■ **Brief**
Using the material below, copy every line where "await" appears.

● ● ● ● ● ● ●

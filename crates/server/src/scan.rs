use tracing::{info, warn};

use crate::state::AppState;
use crate::watch::configure_watcher;

/// Schedules the first index build and starts the watcher once it is
/// published. Requests arriving meanwhile wait for this build.
pub fn start_index(state: AppState) {
    info!("Indexing library at {}", state.library.root().display());
    let pending = state.library.spawn_rebuild();
    tokio::spawn(async move {
        match pending.await {
            Ok(Ok(snapshot)) => {
                let stats = snapshot.stats();
                info!(
                    "Library ready: {} albums, {} tracks",
                    stats.albums, stats.tracks
                );
            }
            Ok(Err(err)) => warn!("Initial library scan failed: {}", err),
            Err(err) => warn!("Initial library scan join error: {}", err),
        }
        configure_watcher(&state);
    });
}
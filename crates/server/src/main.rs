mod api;
mod config;
mod range;
mod scan;
mod state;
mod streaming;
mod upload;
mod utils;
mod watch;

use std::sync::Arc;

use axum::extract::DefaultBodyLimit;
use axum::routing::get;
use axum::Router;
use api::api_router;
use config::{
    config_path_from_env, load_or_create_config, resolve_music_root, resolve_staging_dir,
};
use library::Library;
use parking_lot::RwLock;
use scan::start_index;
use state::AppState;
use tower_http::request_id::{MakeRequestUuid, SetRequestIdLayer};
use tower_http::trace::TraceLayer;
use tracing::{info, warn};

#[tokio::main]
async fn main() -> Result<(), Box<dyn std::error::Error>> {
    let filter = tracing_subscriber::EnvFilter::try_from_default_env()
        .unwrap_or_else(|_| "info".into());
    tracing_subscriber::fmt().with_env_filter(filter).init();

    let config_path = config_path_from_env();
    let (mut config, created) = load_or_create_config(&config_path)?;
    if created {
        info!("Created default config at {:?}", config_path);
    } else {
        info!("Loaded config from {:?}", config_path);
    }
    config.apply_env_overrides(|key| std::env::var(key).ok());

    let music_root = resolve_music_root(&config_path, &config);
    let staging_dir = resolve_staging_dir(&music_root, &config);
    std::fs::create_dir_all(&music_root)?;
    info!(
        "Music root {} (staging {})",
        music_root.display(),
        staging_dir.display()
    );

    let bind_addr = format!("0.0.0.0:{}", config.port);
    let body_limit = config.max_upload_bytes;
    let state = AppState {
        library: Library::new(music_root, staging_dir),
        config: Arc::new(config),
        watcher: Arc::new(RwLock::new(None)),
    };
    match state.library.staging().purge().await {
        Ok(0) => {}
        Ok(count) => info!("Removed {} stale staged uploads", count),
        Err(err) => warn!("Failed to clear staging area: {}", err),
    }
    start_index(state.clone());

    let covers = Router::new()
        .route("/covers/:album_id/:file_name", get(api::albums::get_cover))
        .with_state(state.clone());
    let app = Router::new()
        .nest("/api", api_router(state.clone()))
        .merge(covers)
        .layer(DefaultBodyLimit::max(body_limit))
        .layer(SetRequestIdLayer::x_request_id(MakeRequestUuid))
        .layer(TraceLayer::new_for_http());

    let listener = tokio::net::TcpListener::bind(&bind_addr).await?;
    info!("Listening on {}", bind_addr);
    axum::serve(listener, app)
        .with_graceful_shutdown(shutdown_signal())
        .await?;
    Ok(())
}

async fn shutdown_signal() {
    #[cfg(unix)]
    {
        use tokio::signal::unix::{signal, SignalKind};
        let mut term = match signal(SignalKind::terminate()) {
            Ok(signal) => signal,
            Err(err) => {
                warn!("Failed to install terminate signal handler: {}", err);
                return;
            }
        };
        tokio::select! {
            _ = tokio::signal::ctrl_c() => {},
            _ = term.recv() => {},
        }
    }

    #[cfg(not(unix))]
    {
        if let Err(err) = tokio::signal::ctrl_c().await {
            warn!("Failed to listen for ctrl-c: {}", err);
        }
    }

    info!("Shutdown signal received.");
}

● ● ● ● ● ● ●

■ **Task response**
        match pending.await {
    match state.library.staging().purge().await {
    let listener = tokio::net::TcpListener::bind(&bind_addr).await?;
        .await?;
        if let Err(err) = tokio::signal::ctrl_c().await {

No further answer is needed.